Heckler in stands to the notoriously paunchy John Kruk, of the Philadelphia Phillies: You call yourself an athlete!?
Kruk: Lady, I’m not an athlete, I’m a baseball player.
Science is of little help, because sports physiologists don't have a system to rank all athletes and, due to differences in criteria, there have been no scientifically valid studies on the subject.* Add to this the fact that there are no tests that can accurately measure whole-body flexibility and agility, plus the difficulty of obtaining the results of existing tests such as athletes’ VO2max from professional sports organizations and the like, and we’re left with enlightened subjectivity.
Dr. Jonathan L. Chang, clinical associate professor of orthopedics at the University of Southern California in Los Angeles, says that like many complex but ultimately unanswerable questions, “The determination of who’s the fittest athlete is based on your definition of fitness. And if you stick to one criterion, it makes answering easier.”
For the average gym-goer or recreational athlete, fitness is a combination of its four most basic components: cardiorespiratory endurance (as measured by VO2max), muscular strength and endurance, and flexibility.
However, because we wanted to evaluate the “fittest” from as many sides as possible, we are using a much broader definition of fitness—the sum of cardiorespiratory endurance, muscular strength and endurance, balance, power, flexibility, agility and physical skills.

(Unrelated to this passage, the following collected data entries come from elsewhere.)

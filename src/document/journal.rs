use std::collections::HashMap;
use std::fmt;

use crate::kernel::Solid;

use super::{ElementData, ElementKey};

/// Identifier of a mutation scope. [`ScopeId::ROOT`] is the document itself.
#[derive(Debug, Clone, Copy, PartialEq, Eq, Hash)]
pub struct ScopeId(pub(crate) u64);

impl ScopeId {
    /// The permanent, never-closing document scope.
    pub const ROOT: ScopeId = ScopeId(0);
}

impl fmt::Display for ScopeId {
    fn fmt(&self, f: &mut fmt::Formatter<'_>) -> fmt::Result {
        write!(f, "{}", self.0)
    }
}

/// A geometric join: `cutter`'s body is subtracted from `cut`.
#[derive(Debug, Clone, Copy, PartialEq, Eq, Hash, PartialOrd, Ord)]
pub struct Join {
    pub cutter: ElementKey,
    pub cut: ElementKey,
}

impl Join {
    #[must_use]
    pub fn involves(&self, key: ElementKey) -> bool {
        self.cutter == key || self.cut == key
    }

    #[must_use]
    pub fn other(&self, key: ElementKey) -> Option<ElementKey> {
        if self.cutter == key {
            Some(self.cut)
        } else if self.cut == key {
            Some(self.cutter)
        } else {
            None
        }
    }
}

/// A reversible document edit.
#[derive(Debug, Clone)]
pub(crate) enum Edit {
    Added(ElementKey),
    Removed(Box<ElementData>),
    Joined(Join),
    Unjoined(Join),
    Regenerated {
        geometry: HashMap<ElementKey, Vec<Solid>>,
        failed: HashMap<ElementKey, String>,
        dirty: bool,
    },
}

/// Edits recorded since a scope was opened.
#[derive(Debug)]
pub(crate) struct ScopeFrame {
    pub(crate) id: ScopeId,
    pub(crate) label: String,
    pub(crate) dirty_at_begin: bool,
    pub(crate) edits: Vec<Edit>,
}
/// Absolute tolerances for matching faces against a reference plane.
#[derive(Debug, Clone, Copy, PartialEq)]
pub struct Tolerances {
    /// Maximum angle, in radians, between a face normal and the reference normal.
    pub angle: f64,
    /// Maximum distance between a face and the reference offset.
    pub distance: f64,
}

impl Default for Tolerances {
    fn default() -> Self {
        Self {
            angle: 1e-3,
            distance: 1e-4,
        }
    }
}

impl Tolerances {
    #[must_use]
    pub fn with_angle(mut self, angle: f64) -> Self {
        self.angle = angle;
        self
    }

    #[must_use]
    pub fn with_distance(mut self, distance: f64) -> Self {
        self.distance = distance;
        self
    }
}

/// Whether the "solid with openings" baseline is clipped before differencing.
#[derive(Debug, Clone, Copy, PartialEq, Default)]
pub enum HalfSpacePolicy {
    /// Use the baseline solid as regenerated.
    #[default]
    Disabled,
    /// Keep only the part of the baseline within `depth` behind the
    /// reference face.
    ReferenceSide { depth: f64 },
}

/// Shared decomposition settings for a conversion pass.
#[derive(Debug, Clone, Copy, PartialEq, Default)]
pub struct DecompositionSettings {
    pub tolerances: Tolerances,
    pub half_space: HalfSpacePolicy,
}

impl DecompositionSettings {
    #[must_use]
    pub fn with_tolerances(mut self, tolerances: Tolerances) -> Self {
        self.tolerances = tolerances;
        self
    }

    #[must_use]
    pub fn with_half_space(mut self, half_space: HalfSpacePolicy) -> Self {
        self.half_space = half_space;
        self
    }
}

A rough survey of experts in the field, including exercise physiologists and high-level athletic trainers, yielded some fascinating answers. In short, decathletes, boxers (and practitioners of Mixed Martial Arts, or MMA), “skill position” pro football players (meaning running backs, wide receivers and cornerbacks) and hockey players ranked highest.
The Case for Decathletes
Podiatrist Dr. John W. Pagliano, an American College of Sports Medicine fellow who ran in the 1968 Olympic trials, ranks athletes using the same broad criteria we used and believes that decathlon athletes are the most fit. His reasoning rests on the broad range of aptitudes these athletes must possess to participate in 10 track-and-field events over a two-day span. You want cardiorespiratory endurance? They can run 1,500 meters in 4 minutes, 20 seconds. Speed? 100 meters in 10 seconds. The shot put, discus and javelin require power, and the high jump and long jump call for agility. Balance, coordination and what Pagliano calls “skill” are needed for the pole vault and 110-meter hurdles. “And they need flexibility for every event,” says Pagliano.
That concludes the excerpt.